Problem to solve :: Extract exactly those lines that lie between the start of the material and the line with "digits and cell", including both boundary lines and no others.

Dataset excerpts ::
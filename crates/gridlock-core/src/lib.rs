//! Core data structures for the Gridlock Sudoku solver.
//!
//! This crate provides the grid model the search strategies in
//! `gridlock-solver` operate on: strong types for digits and cell
//! coordinates, bitset-backed sets of digits and positions, the 27
//! constraint houses, and the board itself with its validity queries.
//!
//! # Overview
//!
//! - [`Digit`] - a digit 1-9; invalid digits are unrepresentable.
//! - [`Position`] - a `(row, col)` cell coordinate with the row-major cell
//!   index as its canonical encoding.
//! - [`DigitSet`] / [`PositionSet`] - compact sets used by validity checks
//!   and conflict reporting.
//! - [`House`] - a row, column, or 3×3 box; every constraint of the puzzle
//!   is "no digit twice in one house".
//! - [`Grid`] - the 9×9 board: cell access, placement legality,
//!   whole-board validity, and the row-major list of unassigned cells.
//! - [`GridError`] - rejection of malformed raw input.
//!
//! # Examples
//!
//! ```
//! use gridlock_core::{Digit, Grid, Position};
//!
//! let grid: Grid = "
//!     53_ _7_ ___
//!     6__ 195 ___
//!     _98 ___ _6_
//!     8__ _6_ __3
//!     4__ 8_3 __1
//!     7__ _2_ __6
//!     _6_ ___ 28_
//!     ___ 419 __5
//!     ___ _8_ _79
//! "
//! .parse()?;
//!
//! assert!(grid.is_valid());
//! assert!(!grid.is_solved());
//! // Row 0 already holds a 5, so another 5 cannot join it.
//! assert!(!grid.is_legal_placement(Position::new(0, 2), Digit::D5));
//! assert_eq!(grid.empty_positions().len(), 51);
//! # Ok::<(), gridlock_core::GridError>(())
//! ```

pub use self::{
    digit::Digit,
    digit_set::DigitSet,
    error::GridError,
    grid::Grid,
    house::House,
    position::Position,
    position_set::{PositionSet, PositionSetIter},
};

mod digit;
mod digit_set;
mod error;
mod grid;
mod house;
mod position;
mod position_set;
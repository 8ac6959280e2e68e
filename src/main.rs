use clap::{Args, Parser, Subcommand};
use std::path::PathBuf;
use std::time::Duration;
use tracing_subscriber::EnvFilter;
use yaspp::exec::{self, ProcessOptions};
use yaspp::{config, output, site::Site};

/// Where to find the project and, optionally, the generator config layer.
#[derive(Args, Clone)]
struct ProjectArgs {
    /// Project root containing yaspp.config.json
    #[arg(long, default_value = ".")]
    project: PathBuf,

    /// Generator root whose config is merged under the project's
    #[arg(long)]
    app: Option<PathBuf>,
}

impl ProjectArgs {
    fn load(&self) -> Result<Site, yaspp::site::SiteError> {
        match &self.app {
            Some(app) => Site::load_with_app(app, &self.project),
            None => Site::load(&self.project),
        }
    }
}

#[derive(Parser)]
#[command(name = "yaspp")]
#[command(version, about = "Configuration, navigation and build-command tooling for yaspp sites")]
#[command(long_about = "\
Configuration, navigation and build-command tooling for yaspp sites

Project structure:

  my-site/
  ├── yaspp.config.json     # content, nav, locale, style, assets
  ├── nav.json              # items, sections, groups
  ├── content/docs/en/      # default-locale content
  ├── locales/
  └── style/

Run 'yaspp gen-config' to print a starter yaspp.config.json.")]
struct Cli {
    /// Log library events at info level (otherwise RUST_LOG, default warn)
    #[arg(long, short, global = true)]
    verbose: bool,

    #[command(subcommand)]
    command: Command,
}

#[derive(Subcommand)]
enum Command {
    /// Validate the config and navigation graph
    Check(ProjectArgs),
    /// Print the resolved navigation tree
    Nav {
        #[command(flatten)]
        project: ProjectArgs,
        /// Language for titles (defaults to the config's defaultLocale)
        #[arg(long)]
        locale: Option<String>,
        /// Print a single section
        #[arg(long, conflicts_with = "group")]
        section: Option<String>,
        /// Print a single group (defaults to every top-level group)
        #[arg(long)]
        group: Option<String>,
    },
    /// Run an external command the way build steps do
    Exec {
        /// Print the command instead of running it
        #[arg(long)]
        dry_run: bool,
        /// Suppress all console output
        #[arg(long, short)]
        quiet: bool,
        /// Execute directly instead of through the shell
        #[arg(long)]
        no_shell: bool,
        /// Working directory for the command
        #[arg(long)]
        cwd: Option<PathBuf>,
        /// Kill the command after this many seconds
        #[arg(long)]
        timeout: Option<u64>,
        /// Program followed by its arguments
        #[arg(required = true, trailing_var_arg = true, allow_hyphen_values = true)]
        command: Vec<String>,
    },
    /// Print a starter yaspp.config.json
    GenConfig,
}

fn main() -> Result<(), Box<dyn std::error::Error>> {
    let cli = Cli::parse();

    let filter = if cli.verbose {
        EnvFilter::new("info")
    } else {
        EnvFilter::try_from_default_env().unwrap_or_else(|_| EnvFilter::new("warn"))
    };
    tracing_subscriber::fmt()
        .with_env_filter(filter)
        .with_writer(std::io::stderr)
        .init();

    match cli.command {
        Command::Check(project) => {
            let site = project.load()?;
            println!("==> Checking {}", site.nav_path().display());
            let report = site.check();
            output::print_check_report(&report);
            if !report.is_valid() {
                return Err(format!("{} navigation error(s)", report.integrity.len()).into());
            }
            println!("==> Navigation is valid");
        }
        Command::Nav {
            project,
            locale,
            section,
            group,
        } => {
            let site = project.load()?;
            let locale = locale.unwrap_or_else(|| site.config.locale.default_locale.clone());
            if let Some(id) = section {
                output::print_section(&site.nav.resolve_section(&id, &locale)?);
            } else {
                let groups = match group {
                    Some(id) => vec![id],
                    None => site
                        .nav
                        .top_level_groups()
                        .into_iter()
                        .map(String::from)
                        .collect(),
                };
                for id in groups {
                    println!("{id}");
                    output::print_nav_entries(&site.nav.resolve_group(&id, &locale)?);
                }
            }
        }
        Command::Exec {
            dry_run,
            quiet,
            no_shell,
            cwd,
            timeout,
            command,
        } => {
            let mut parts = command.into_iter();
            let exe = parts.next().ok_or("missing command")?;
            let mut options = ProcessOptions::new(exe)
                .args(parts)
                .on_data(true)
                .on_error(true)
                .on_progress(!quiet)
                .dryrun(dry_run)
                .quiet(quiet)
                .shell(!no_shell);
            if let Some(dir) = cwd {
                options = options.cwd(dir);
            }
            if let Some(secs) = timeout {
                options = options.timeout(Duration::from_secs(secs));
            }

            let result = exec::run(options);
            if !result.success() {
                std::process::exit(result.status);
            }
        }
        Command::GenConfig => {
            print!("{}", config::stock_config_json());
        }
    }

    Ok(())
}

Response area ::
filename crates/gridlock-core/src/lib.rs
//! Core data structures for the Gridlock Sudoku solver.
//!
//! This crate provides the grid model the search strategies in
//! `gridlock-solver` operate on: strong types for digits and cell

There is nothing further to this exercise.